INPUT DATA ->

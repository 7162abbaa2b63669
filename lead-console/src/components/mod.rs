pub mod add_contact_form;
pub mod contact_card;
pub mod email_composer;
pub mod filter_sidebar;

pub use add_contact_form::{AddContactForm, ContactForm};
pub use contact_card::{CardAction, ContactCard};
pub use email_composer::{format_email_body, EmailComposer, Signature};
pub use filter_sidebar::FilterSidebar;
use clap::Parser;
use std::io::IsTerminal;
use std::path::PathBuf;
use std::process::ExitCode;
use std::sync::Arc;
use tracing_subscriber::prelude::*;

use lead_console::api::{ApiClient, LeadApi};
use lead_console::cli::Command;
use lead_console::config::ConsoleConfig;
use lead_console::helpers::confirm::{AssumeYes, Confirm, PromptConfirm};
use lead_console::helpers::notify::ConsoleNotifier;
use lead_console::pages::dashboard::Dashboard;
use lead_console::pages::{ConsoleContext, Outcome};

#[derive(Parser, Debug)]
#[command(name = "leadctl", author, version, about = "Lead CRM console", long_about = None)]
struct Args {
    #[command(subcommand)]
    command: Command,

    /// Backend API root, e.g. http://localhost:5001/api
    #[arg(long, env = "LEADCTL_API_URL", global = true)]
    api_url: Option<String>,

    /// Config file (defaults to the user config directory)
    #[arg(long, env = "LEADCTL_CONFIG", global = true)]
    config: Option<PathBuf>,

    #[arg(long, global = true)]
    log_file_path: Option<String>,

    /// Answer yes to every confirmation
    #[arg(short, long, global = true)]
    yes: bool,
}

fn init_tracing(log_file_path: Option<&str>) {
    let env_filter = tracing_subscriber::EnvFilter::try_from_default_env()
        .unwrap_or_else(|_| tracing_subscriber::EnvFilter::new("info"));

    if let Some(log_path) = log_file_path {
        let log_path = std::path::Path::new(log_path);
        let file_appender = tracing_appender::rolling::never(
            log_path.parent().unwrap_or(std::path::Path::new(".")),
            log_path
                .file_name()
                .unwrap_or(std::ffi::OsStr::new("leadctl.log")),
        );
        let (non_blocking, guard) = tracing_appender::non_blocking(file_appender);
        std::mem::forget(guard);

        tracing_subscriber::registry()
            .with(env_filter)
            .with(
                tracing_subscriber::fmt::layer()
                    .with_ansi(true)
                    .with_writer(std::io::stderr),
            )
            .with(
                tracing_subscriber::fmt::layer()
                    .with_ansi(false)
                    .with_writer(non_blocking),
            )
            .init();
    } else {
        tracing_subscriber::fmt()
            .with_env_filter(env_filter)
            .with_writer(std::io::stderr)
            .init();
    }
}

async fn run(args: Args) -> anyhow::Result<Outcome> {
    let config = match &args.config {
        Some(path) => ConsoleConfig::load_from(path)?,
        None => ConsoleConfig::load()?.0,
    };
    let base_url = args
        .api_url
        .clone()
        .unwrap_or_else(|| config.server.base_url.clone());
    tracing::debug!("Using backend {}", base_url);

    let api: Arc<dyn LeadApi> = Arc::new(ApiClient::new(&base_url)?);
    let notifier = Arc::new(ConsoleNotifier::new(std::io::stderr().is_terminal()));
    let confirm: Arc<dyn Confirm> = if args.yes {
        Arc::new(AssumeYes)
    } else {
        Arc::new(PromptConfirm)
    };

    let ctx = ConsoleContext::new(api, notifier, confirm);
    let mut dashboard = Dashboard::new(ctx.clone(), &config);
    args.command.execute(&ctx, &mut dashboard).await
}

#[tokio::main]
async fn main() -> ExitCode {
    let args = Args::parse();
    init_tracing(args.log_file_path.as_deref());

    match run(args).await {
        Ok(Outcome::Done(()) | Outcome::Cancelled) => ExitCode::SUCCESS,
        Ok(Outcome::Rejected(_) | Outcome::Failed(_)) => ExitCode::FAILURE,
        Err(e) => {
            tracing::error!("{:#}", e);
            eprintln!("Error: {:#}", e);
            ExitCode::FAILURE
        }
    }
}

YOUR INSTRUCTIONS -> When you reach the line holding "pub mod contact_card;" in the records above, begin reproducing exactly, stop after the line holding "use std::path::PathBuf;", and output nothing else.

ANSWER SPACE ->
pub mod contact_card;
pub mod email_composer;
pub mod filter_sidebar;

pub use add_contact_form::{AddContactForm, ContactForm};
pub use contact_card::{CardAction, ContactCard};
pub use email_composer::{format_email_body, EmailComposer, Signature};
pub use filter_sidebar::FilterSidebar;
use clap::Parser;
use std::io::IsTerminal;
use std::path::PathBuf;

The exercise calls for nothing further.